We observed that deterioration of GLS had a correlation with LVEF decline, which was consistent with previous reports [33]. LVEF has been the most commonly used indicator of cardiac dysfunction. However, there has been increasing concern that LVEF is insufficiently sensitive to distinguish small changes of LV systolic dysfunction in patients with preserved EF. Latest advances in 3D STE are capable to accurately assess myocardial deformation in all three dimensions simultaneously in a full-volume data set [34, 35]. A number of experimental studies demonstrated a good correlation between 3D STE strain dyssynchrony and 3D LVEF [36], as well as between 3D STE strain dyssynchrony and 3D SDI [37]. The RVA pacing induced LV radial dyssynchrony, LV systolic longitudinal shortening, and LVEF decline [14, 38]. In line with experimental findings by Ahmed et al. [9], this study showed the GLS was evidently reduced at 12 months’ follow-up and further deteriorated at the second year in the RVA pacing group. However, the LVEF significantly declined at 24 months’ follow-up. The worsening LVEF had a significant association with deterioration of GLS (). Our data would suggest that GLS may be more sensitive to monitor change in LV function. GLS was more reliable and reproducible than other parameters. In our study, GLS presented good interobserver and intraobserver agreement. The lack of association of GCS, GRS, and SDI with the change in LVEF might be explained by the lower reproducibility of these parameters.

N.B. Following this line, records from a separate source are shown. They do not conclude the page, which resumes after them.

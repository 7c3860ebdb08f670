//! Cabin layout tiers derived from seat capacity.

use serde::{Deserialize, Serialize};

/// Physical cabin configuration chosen from a flight's capacity.
///
/// Each tier fixes the grid width (including aisle columns) and the aisle
/// positions. Seat letters run left to right over the non-aisle columns.
///
/// | capacity | seats per side | columns | aisles  |
/// |----------|----------------|---------|---------|
/// | < 60     | 2              | 5       | {2}     |
/// | 60..150  | 3              | 7       | {3}     |
/// | >= 150   | 5              | 11      | {3, 8}  |
#[derive(Debug, Clone, Copy, Serialize, Deserialize, PartialEq, Eq)]
#[serde(rename_all = "lowercase")]
pub enum CabinLayout {
    /// 2-2 configuration for small aircraft
    Regional,
    /// 3-3 configuration for single-aisle aircraft
    NarrowBody,
    /// Twin-aisle configuration for large aircraft
    WideBody,
}

impl CabinLayout {
    /// Capacities below this use the regional layout.
    pub const NARROW_BODY_MIN: usize = 60;
    /// Capacities at or above this use the wide-body layout.
    pub const WIDE_BODY_MIN: usize = 150;
    /// Largest capacity a seat map can be derived for.
    pub const MAX_CAPACITY: usize = 1000;

    /// Chooses the layout tier for a capacity.
    pub fn for_capacity(capacity: usize) -> Self {
        if capacity < Self::NARROW_BODY_MIN {
            CabinLayout::Regional
        } else if capacity < Self::WIDE_BODY_MIN {
            CabinLayout::NarrowBody
        } else {
            CabinLayout::WideBody
        }
    }

    /// Seats on each side of an aisle.
    pub fn seats_per_side(&self) -> usize {
        match self {
            CabinLayout::Regional => 2,
            CabinLayout::NarrowBody => 3,
            CabinLayout::WideBody => 5,
        }
    }

    /// Grid width including aisle columns.
    pub fn total_columns(&self) -> usize {
        match self {
            CabinLayout::Regional => 5,
            CabinLayout::NarrowBody => 7,
            CabinLayout::WideBody => 11,
        }
    }

    /// Aisle column indices in ascending order.
    pub fn aisles(&self) -> &'static [usize] {
        match self {
            CabinLayout::Regional => &[2],
            CabinLayout::NarrowBody => &[3],
            CabinLayout::WideBody => &[3, 8],
        }
    }

    /// Whether the grid column is an aisle.
    pub fn is_aisle(&self, column: usize) -> bool {
        self.aisles().contains(&column)
    }

    /// Number of bookable columns in a full row.
    pub fn seat_columns(&self) -> usize {
        self.total_columns() - self.aisles().len()
    }

    /// Maps a 0-based seat letter offset to its grid column.
    ///
    /// The offset moves one column right for every aisle at or before the
    /// running position, so `C` in the regional tier lands on column 3 and
    /// `H` in the wide-body tier lands on column 9. Offsets past the last
    /// seat column map beyond the grid width.
    pub fn column_for_offset(&self, offset: usize) -> usize {
        self.aisles()
            .iter()
            .fold(offset, |column, &aisle| if aisle <= column { column + 1 } else { column })
    }

    /// Maps a grid column back to its 0-based seat letter offset.
    ///
    /// Returns `None` for aisle columns and columns outside the grid.
    pub fn offset_for_column(&self, column: usize) -> Option<usize> {
        if column >= self.total_columns() || self.is_aisle(column) {
            return None;
        }
        let aisles_before = self.aisles().iter().filter(|&&aisle| aisle < column).count();
        Some(column - aisles_before)
    }

    /// Seat letters of a full row, left to right.
    pub fn seat_letters(&self) -> impl Iterator<Item = char> {
        (b'A'..).take(self.seat_columns()).map(char::from)
    }

    /// Human-readable configuration, e.g. `3-3`.
    pub fn describe(&self) -> &'static str {
        match self {
            CabinLayout::Regional => "2-2",
            CabinLayout::NarrowBody => "3-3",
            CabinLayout::WideBody => "3-4-2",
        }
    }
}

The present study has several limitations. Firstly, the relatively small sample size limits our findings to some extent, and larger studies are needed to clarify these results. Secondly, measurement of mRNA in peripheral blood is not the gold standard. The relationship between the altered expression of mRNA in peripheral blood mononuclear cells and LV diastolic dysfunction has been reported in patients with preserved LV ejection fraction [39]. Therefore, it is still a reliable index for early noninvasive screening. Lastly, although the LVEF was significantly impaired at 24 months after pacemaker implantation, a longer follow-up time should be warranted to detect the progressive alteration in LV function.

5. Conclusions

We demonstrated a significant association between early expression changes of genes regulating cardiomyocyte energy metabolism and contractility and a late decline in GLS and LVEF in patients with preserved LV function, who underwent long-term RVA pacing. Therefore, measurement of mRNA in peripheral blood at one month following RVA pacing shows potential for identifying patients at high risk of subsequent deterioration of LV function before any changes in echocardiographic parameters were detected. Further studies are needed to determine the optimal approach for identifying patients who might benefit from other pacing modalities during a very early phase.

Conflicts of Interest

The authors declare that there is no conflict of interests regarding the publication of this paper.

Supplementary Materials

Table S1. Primer sequences used for quantitative real-time PCR. Table S2. Intra- and inter-observer variability of LVEF and strain parameters.